剣に願いを、掌に口づけを―最高位の上官による揺るぎない恋着―
「やっぱり気づいていた?」

 ルディガーの反応で自分の中の予想を確信に変える。

 ライラが部屋を尋ねて来たときからセシリアはライラが自分の意志だけでお茶に誘ってきたのではないと考えていた。

 この時間にセシリアがここにいるのは、かなり稀な状況なのにも関わらず、ライラは自分を探した素振りを見せなかった。

 仮にセシリアの自室を訪ねた後でこちらに足を運んだのだとしても、この部屋はルディガーの仕事部屋だ。

 ライラならルディガーのお茶も念のために用意しそうだが、カップに余分はなかった。最初からライラはセシリアがひとりでここにいると知っていたからだ。

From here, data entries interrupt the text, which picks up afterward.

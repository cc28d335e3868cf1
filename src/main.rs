use anyhow::{Context, Result};
use clap::{Parser, Subcommand};
use mergegate::gate::MergeRequest;
use std::path::PathBuf;
use std::process::ExitCode;
use tracing_subscriber::EnvFilter;

mod cmd;

#[derive(Parser)]
#[command(name = "mergegate")]
#[command(
    version,
    about = "Independent review gate for automated code changes",
    after_help = "Exit codes: 0 = may proceed, 1 = blocked or no reviewer, 2 = needs human review"
)]
pub struct Cli {
    /// Log debug output to stderr (RUST_LOG takes precedence)
    #[arg(short, long, global = true)]
    pub verbose: bool,

    /// Project directory holding .mergegate/ (defaults to the current directory)
    #[arg(long, global = true)]
    pub project_dir: Option<PathBuf>,

    #[command(subcommand)]
    pub command: Commands,
}

#[derive(Subcommand)]
pub enum Commands {
    /// Show the active reviewer, available runtimes, and beads awaiting verification
    Status,
    /// Show runtime commands, fallback order, and verification settings
    Config,
    /// Exit 0 when a verification runtime is available (silent, for hooks)
    Check {
        /// Require an independent (non-claude) runtime
        #[arg(long)]
        strict: bool,
    },
    /// Exit 0 when a verification gate can be built (silent, for pre-merge hooks)
    Gate {
        /// Require an independent (non-claude) runtime
        #[arg(long)]
        strict: bool,
    },
    /// Review the work for a bead and print the verdict
    Run {
        bead_id: String,

        /// Reviewer deadline in seconds (0 disables)
        #[arg(long)]
        timeout: Option<u64>,
    },
    /// Review a merge request through the verification gate
    Mr {
        mr_id: String,

        /// Source branch
        #[arg(long)]
        branch: String,

        /// Target branch
        #[arg(long, default_value = "main")]
        target: String,

        /// Repository checkout to review in (defaults to the project directory)
        #[arg(long)]
        workdir: Option<PathBuf>,

        /// Reviewer deadline in seconds (0 disables)
        #[arg(long)]
        timeout: Option<u64>,

        /// Require an independent (non-claude) reviewer for a pass
        #[arg(long)]
        strict: bool,
    },
    /// Require a bead to pass verification before merge
    Require {
        bead_id: String,

        /// Re-run verification even if the bead is already labelled verified
        #[arg(long)]
        force: bool,

        /// Reviewer deadline in seconds (0 disables)
        #[arg(long)]
        timeout: Option<u64>,
    },
}

fn init_tracing(verbose: bool) {
    let default = if verbose { "mergegate=debug" } else { "warn" };
    tracing_subscriber::fmt()
        .with_env_filter(EnvFilter::try_from_default_env().unwrap_or_else(|_| default.into()))
        .with_writer(std::io::stderr)
        .with_target(false)
        .init();
}

#[tokio::main]
async fn main() -> Result<ExitCode> {
    let cli = Cli::parse();
    init_tracing(cli.verbose);

    let project_dir = match cli.project_dir.clone() {
        Some(dir) => dir,
        None => std::env::current_dir().context("Failed to get current directory")?,
    };

    let code = match &cli.command {
        Commands::Status => cmd::cmd_status(&project_dir).await?,
        Commands::Config => cmd::cmd_config(&project_dir)?,
        Commands::Check { strict } => cmd::cmd_check(&project_dir, *strict)?,
        Commands::Gate { strict } => cmd::cmd_gate(&project_dir, *strict)?,
        Commands::Run { bead_id, timeout } => cmd::cmd_run(&project_dir, bead_id, *timeout).await?,
        Commands::Mr {
            mr_id,
            branch,
            target,
            workdir,
            timeout,
            strict,
        } => {
            let mr = MergeRequest::new(mr_id, branch, target);
            let workdir = workdir.clone().unwrap_or_else(|| project_dir.clone());
            cmd::cmd_mr(&project_dir, &mr, &workdir, *timeout, *strict).await?
        }
        Commands::Require {
            bead_id,
            force,
            timeout,
        } => cmd::cmd_require(&project_dir, bead_id, *force, *timeout).await?,
    };

    Ok(ExitCode::from(code))
}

 それにライラはセシリアがお茶を飲むのをかなり心配そうに見守っていた。そこでなんとなく彼女の目論見に気づき、セシリアは失礼を承知で一口でお茶を止めておいたのだ。

 やはり、すべては上官が裏で手を引いていたらしい。セシリアは真面目な顔で自分に覆いかぶさったままのルディガーに告げる。さっきの彼の台詞を拝借して。

「私だって傍であなたをずっと見てきましたから」

「お、その殺し文句いいね」

「ふざけないでください!」

 冗談交じりに返され、セシリアはついに感情を露わにした。そして不意に焦点がブレ、目を瞬かせる。